Other than hamburgers, Rose was famous for her homemade doughnuts and chocolate cake with peanut butter frosting, which Rosemary still makes for The County Bakery.
As a woman in the 1940s, Rose was a rare entrepreneur whose business ventures included the diner, Star City Cabs, and a boarding home located on Winter Street in Presque Isle. Stars and Stripes Forever was open for around seven years during the 1940s, Lavway said.
She described her grandmother as a kind, yet stern woman who would feed people if they didn’t have enough money to eat. Lavway has heard stories around Presque Isle that all of her grandmother’s food was delicious, she said.
For nostalgia’s sake, she inserted the old name “Rosie” on The County Bakery as a way to attract her grandmother’s regular customers.
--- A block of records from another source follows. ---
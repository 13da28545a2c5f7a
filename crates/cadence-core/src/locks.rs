//! In-process serialisation primitives
//!
//! Two distinct needs: discovery runs once per user at a time
//! (`SingleFlight`, second caller gets a conflict), and matcher work on one
//! (user, payee, direction, currency) key queues behind a keyed async lock
//! so obligation transitions stay linearly ordered.

use std::collections::{HashMap, HashSet};
use std::sync::{Arc, Mutex};

use tokio::sync::OwnedMutexGuard;

use crate::models::Direction;

/// Per-user single-flight registry for the discovery path
#[derive(Default)]
pub struct SingleFlight {
    in_flight: Mutex<HashSet<i64>>,
}

impl SingleFlight {
    pub fn new() -> Arc<Self> {
        Arc::new(Self::default())
    }

    /// Claim the user slot; None while another run is in flight
    pub fn try_begin(self: &Arc<Self>, user_id: i64) -> Option<SingleFlightGuard> {
        let mut in_flight = self.in_flight.lock().expect("single-flight lock poisoned");
        if !in_flight.insert(user_id) {
            return None;
        }
        Some(SingleFlightGuard {
            flight: Arc::clone(self),
            user_id,
        })
    }
}

/// Releases the user slot on drop
pub struct SingleFlightGuard {
    flight: Arc<SingleFlight>,
    user_id: i64,
}

impl Drop for SingleFlightGuard {
    fn drop(&mut self) {
        if let Ok(mut in_flight) = self.flight.in_flight.lock() {
            in_flight.remove(&self.user_id);
        }
    }
}

/// Identity of a matcher serialisation domain
#[derive(Debug, Clone, Copy, PartialEq, Eq, Hash)]
pub struct MatchKey {
    pub user_id: i64,
    pub payee_id: i64,
    pub direction: Direction,
    pub currency_id: i64,
}

/// Keyed async mutexes; all matcher operations on one key queue up
#[derive(Default)]
pub struct KeyedLocks {
    inner: Mutex<HashMap<MatchKey, Arc<tokio::sync::Mutex<()>>>>,
}

impl KeyedLocks {
    pub fn new() -> Arc<Self> {
        Arc::new(Self::default())
    }

    /// Acquire the lock for a key, waiting behind any holder
    pub async fn acquire(&self, key: MatchKey) -> OwnedMutexGuard<()> {
        let lock = {
            let mut inner = self.inner.lock().expect("keyed-locks registry poisoned");
            Arc::clone(inner.entry(key).or_default())
        };
        lock.lock_owned().await
    }
}

#[cfg(test)]
mod tests {
    use super::*;

    #[test]
    fn test_single_flight_conflicts_until_released() {
        let flight = SingleFlight::new();

        let guard = flight.try_begin(1).unwrap();
        assert!(flight.try_begin(1).is_none());
        // A different user is unaffected
        assert!(flight.try_begin(2).is_some());

        drop(guard);
        assert!(flight.try_begin(1).is_some());
    }

    #[tokio::test]
    async fn test_keyed_locks_serialise_same_key() {
        let locks = KeyedLocks::new();
        let key = MatchKey {
            user_id: 1,
            payee_id: 2,
            direction: Direction::Debit,
            currency_id: 3,
        };

        let guard = locks.acquire(key).await;

        let locks2 = Arc::clone(&locks);
        let contender = tokio::spawn(async move {
            let _guard = locks2.acquire(key).await;
        });

        // The contender cannot finish while the first guard is held
        tokio::task::yield_now().await;
        assert!(!contender.is_finished());

        drop(guard);
        contender.await.unwrap();
    }
}
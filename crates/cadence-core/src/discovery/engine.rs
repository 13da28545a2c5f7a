//! Deterministic pattern discovery engine
//!
//! Turns one candidate cluster into at most one pattern candidate. Every
//! stage can reject the cluster with a reason; nothing here is learned or
//! probabilistic, so identical inputs always produce identical output.
//!
//! Interval-in-days between observed transactions is the authoritative
//! signal throughout. Calendar-month bucketing is deliberately absent: a
//! payroll landing on Oct 31 and then Dec 1 is a clean ~30-day series even
//! though it skips November entirely.

use std::collections::HashSet;

use chrono::{Datelike, NaiveDate};
use rust_decimal::prelude::ToPrimitive;
use rust_decimal::Decimal;
use tracing::debug;

use super::cluster::{amount_tolerance, circle_day, Cluster};
use super::{DiscoveryConfig, SkipReason};
use crate::models::{AmountBehaviour, PatternCase, Transaction};

/// A validated candidate recurring pattern, ready for persistence
#[derive(Debug, Clone)]
pub struct PatternCandidate {
    pub pattern_case: PatternCase,
    pub amount_behaviour: AmountBehaviour,
    pub interval_days: i64,
    /// Median of the inlier amount band
    pub representative_amount: Decimal,
    /// Full observed range, outliers included
    pub amount_min: Decimal,
    pub amount_max: Decimal,
    pub day_of_month_hint: Option<u32>,
    pub confidence: f64,
    /// Every transaction in the cluster; outliers stay linked
    pub transactions: Vec<Transaction>,
    /// Amounts of the most recent inlier transactions (up to three)
    pub recent_inlier_amounts: Vec<Decimal>,
    pub last_transaction_date: NaiveDate,
}
//! Transaction and reference-table operations

use std::collections::HashSet;
use std::str::FromStr;

use rusqlite::{params, OptionalExtension, Row};
use rust_decimal::Decimal;

use super::{format_datetime, parse_amount, parse_datetime, Database};
use crate::error::{Error, Result};
use crate::models::{Currency, Direction, NewTransaction, Payee, Transaction};

/// Result of inserting a transaction
#[derive(Debug, Clone, Copy, PartialEq, Eq)]
pub enum TransactionInsertResult {
    Inserted(i64),
    /// A row with the same source_message_id already exists; upstream
    /// guarantees uniqueness, so a repeat is a replay, not an error.
    Duplicate(i64),
}

impl TransactionInsertResult {
    pub fn id(&self) -> i64 {
        match self {
            Self::Inserted(id) | Self::Duplicate(id) => *id,
        }
    }
}

fn row_to_transaction(row: &Row<'_>) -> rusqlite::Result<Transaction> {
    let direction_str: String = row.get(3)?;
    let occurred_at_str: String = row.get(5)?;
    let amount_str: String = row.get(6)?;
    let created_at_str: String = row.get(8)?;

    Ok(Transaction {
        id: row.get(0)?,
        user_id: row.get(1)?,
        payee_id: row.get(2)?,
        direction: Direction::from_str(&direction_str).unwrap_or(Direction::Debit),
        currency_id: row.get(4)?,
        occurred_at: parse_datetime(&occurred_at_str),
        amount: parse_amount(&amount_str),
        source_message_id: row.get(7)?,
        created_at: parse_datetime(&created_at_str),
    })
}

const TRANSACTION_COLUMNS: &str = "id, user_id, payee_id, direction, currency_id, \
     occurred_at, amount, source_message_id, created_at";

impl Database {
    /// Insert a transaction, reporting a duplicate when the
    /// source_message_id has been seen before
    pub fn insert_transaction(&self, tx: &NewTransaction) -> Result<TransactionInsertResult> {
        if tx.amount < Decimal::ZERO {
            return Err(Error::Invalid(format!(
                "Transaction amount must be non-negative, got {}",
                tx.amount
            )));
        }

        let conn = self.conn()?;

        let existing: Option<i64> = conn
            .query_row(
                "SELECT id FROM transactions WHERE source_message_id = ?",
                params![tx.source_message_id],
                |row| row.get(0),
            )
            .optional()?;

        if let Some(id) = existing {
            return Ok(TransactionInsertResult::Duplicate(id));
        }

        conn.execute(
            r#"
            INSERT INTO transactions
                (user_id, payee_id, direction, currency_id, occurred_at, amount, source_message_id)
            VALUES (?, ?, ?, ?, ?, ?, ?)
            "#,
            params![
                tx.user_id,
                tx.payee_id,
                tx.direction.as_str(),
                tx.currency_id,
                format_datetime(tx.occurred_at),
                tx.amount.to_string(),
                tx.source_message_id,
            ],
        )?;

        Ok(TransactionInsertResult::Inserted(conn.last_insert_rowid()))
    }

    /// Get a transaction by id
    pub fn get_transaction(&self, id: i64) -> Result<Option<Transaction>> {
        let conn = self.conn()?;

        let result = conn
            .query_row(
                &format!("SELECT {} FROM transactions WHERE id = ?", TRANSACTION_COLUMNS),
                params![id],
                row_to_transaction,
            )
            .optional()?;

        Ok(result)
    }

    /// List a user's transactions, newest first
    pub fn list_transactions(&self, user_id: i64, limit: i64) -> Result<Vec<Transaction>> {
        let conn = self.conn()?;

        let mut stmt = conn.prepare(&format!(
            "SELECT {} FROM transactions WHERE user_id = ? \
             ORDER BY occurred_at DESC LIMIT ?",
            TRANSACTION_COLUMNS
        ))?;

        let transactions = stmt
            .query_map(params![user_id, limit], row_to_transaction)?
            .collect::<std::result::Result<Vec<_>, _>>()?;

        Ok(transactions)
    }

    /// All of a user's transactions, oldest first, for discovery grouping
    pub fn list_transactions_for_discovery(&self, user_id: i64) -> Result<Vec<Transaction>> {
        let conn = self.conn()?;

        let mut stmt = conn.prepare(&format!(
            "SELECT {} FROM transactions WHERE user_id = ? ORDER BY occurred_at ASC",
            TRANSACTION_COLUMNS
        ))?;

        let transactions = stmt
            .query_map(params![user_id], row_to_transaction)?
            .collect::<std::result::Result<Vec<_>, _>>()?;

        Ok(transactions)
    }

    /// When the most recent transaction on a key occurred, if any
    pub fn latest_occurrence_for_key(
        &self,
        user_id: i64,
        payee_id: i64,
        direction: Direction,
        currency_id: i64,
    ) -> Result<Option<chrono::DateTime<chrono::Utc>>> {
        let conn = self.conn()?;
        let result: Option<String> = conn
            .query_row(
                "SELECT occurred_at FROM transactions \
                 WHERE user_id = ? AND payee_id = ? AND direction = ? AND currency_id = ? \
                 ORDER BY occurred_at DESC LIMIT 1",
                params![user_id, payee_id, direction.as_str(), currency_id],
                |row| row.get(0),
            )
            .optional()?;
        Ok(result.map(|s| parse_datetime(&s)))
    }

    /// Transaction ids already linked to any pattern sharing the given key
    pub fn linked_transaction_ids_for_key(
        &self,
        user_id: i64,
        payee_id: i64,
        direction: Direction,
        currency_id: i64,
    ) -> Result<HashSet<i64>> {
        let conn = self.conn()?;

        let mut stmt = conn.prepare(
            r#"
            SELECT pl.transaction_id
            FROM pattern_links pl
            JOIN patterns p ON p.id = pl.pattern_id
            WHERE p.user_id = ? AND p.payee_id = ? AND p.direction = ? AND p.currency_id = ?
            "#,
        )?;

        let ids = stmt
            .query_map(
                params![user_id, payee_id, direction.as_str(), currency_id],
                |row| row.get::<_, i64>(0),
            )?
            .collect::<std::result::Result<HashSet<_>, _>>()?;

        Ok(ids)
    }

    /// Amounts of the most recent transactions linked to a pattern,
    /// newest first
    pub fn recent_linked_amounts(&self, pattern_id: i64, limit: i64) -> Result<Vec<Decimal>> {
        let conn = self.conn()?;

        let mut stmt = conn.prepare(
            r#"
            SELECT t.amount
            FROM transactions t
            JOIN pattern_links pl ON pl.transaction_id = t.id
            WHERE pl.pattern_id = ?
            ORDER BY t.occurred_at DESC
            LIMIT ?
            "#,
        )?;

        let amounts = stmt
            .query_map(params![pattern_id, limit], |row| {
                let s: String = row.get(0)?;
                Ok(parse_amount(&s))
            })?
            .collect::<std::result::Result<Vec<_>, _>>()?;

        Ok(amounts)
    }

    // ========== Reference tables ==========

    /// Insert a user if absent, returning its id
    pub fn upsert_user(&self, id: i64, name: &str) -> Result<i64> {
        let conn = self.conn()?;
        conn.execute(
            "INSERT INTO users (id, name) VALUES (?, ?) ON CONFLICT(id) DO UPDATE SET name = excluded.name",
            params![id, name],
        )?;
        Ok(id)
    }

    /// Insert a payee by name if absent, returning its id
    pub fn upsert_payee(&self, name: &str) -> Result<i64> {
        let conn = self.conn()?;

        let existing: Option<i64> = conn
            .query_row(
                "SELECT id FROM payees WHERE name = ?",
                params![name],
                |row| row.get(0),
            )
            .optional()?;

        if let Some(id) = existing {
            return Ok(id);
        }

        conn.execute("INSERT INTO payees (name) VALUES (?)", params![name])?;
        Ok(conn.last_insert_rowid())
    }

    pub fn get_payee(&self, id: i64) -> Result<Option<Payee>> {
        let conn = self.conn()?;
        let result = conn
            .query_row(
                "SELECT id, name FROM payees WHERE id = ?",
                params![id],
                |row| {
                    Ok(Payee {
                        id: row.get(0)?,
                        name: row.get(1)?,
                    })
                },
            )
            .optional()?;
        Ok(result)
    }

    /// Insert a currency by code if absent, returning its id
    pub fn upsert_currency(&self, code: &str) -> Result<i64> {
        let conn = self.conn()?;

        let existing: Option<i64> = conn
            .query_row(
                "SELECT id FROM currencies WHERE code = ?",
                params![code],
                |row| row.get(0),
            )
            .optional()?;

        if let Some(id) = existing {
            return Ok(id);
        }

        conn.execute("INSERT INTO currencies (code) VALUES (?)", params![code])?;
        Ok(conn.last_insert_rowid())
    }

    pub fn get_currency(&self, id: i64) -> Result<Option<Currency>> {
        let conn = self.conn()?;
        let result = conn
            .query_row(
                "SELECT id, code FROM currencies WHERE id = ?",
                params![id],
                |row| {
                    Ok(Currency {
                        id: row.get(0)?,
                        code: row.get(1)?,
                    })
                },
            )
            .optional()?;
        Ok(result)
    }
}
Lavway handles all the baking, including the doughnuts, pies, soups and breads. Her sandwiches include bacon, egg and cheese or her famous homemade chicken salad. She obtains ingredients at local grocery stores, and her potatoes come from Grass Family Farm in Mars Hill, she said.
One unique item she developed is a Bismarck wafer that is encased in a puff pastry with a homemade vanilla cream filling, but she cuts down the sugar to make it less sweet. She also makes a maple bacon doughnut that is more on the savory side than sweet.
Another item that you can’t get anywhere else but The County Bakery is the cherry almond doughnut that a customer suggested to Lavway. She combined her grandmother’s buttermilk doughnut recipe with cherries and almonds, and sells the doughnuts at the counter.
Lavway didn’t know her grandmother very well, since Rose died when she was just 11 years old. But she has a few mementos, including pictures of Rose behind the counter of Stars and Stripes Forever.
Lavway uses her grandmother’s recipes for buttermilk biscuits, buttermilk doughnuts and pie crusts. Her grandmother taught her how to make the biscuits fluffy using buttermilk, she said.
She has plans for The County Bakery, including an idea to convert the back room into a kitchen so she can expand her offerings with seafood dishes and vegetable baskets, an inspiration from her work at Winnie’s Dairy Bar when she was a young adult.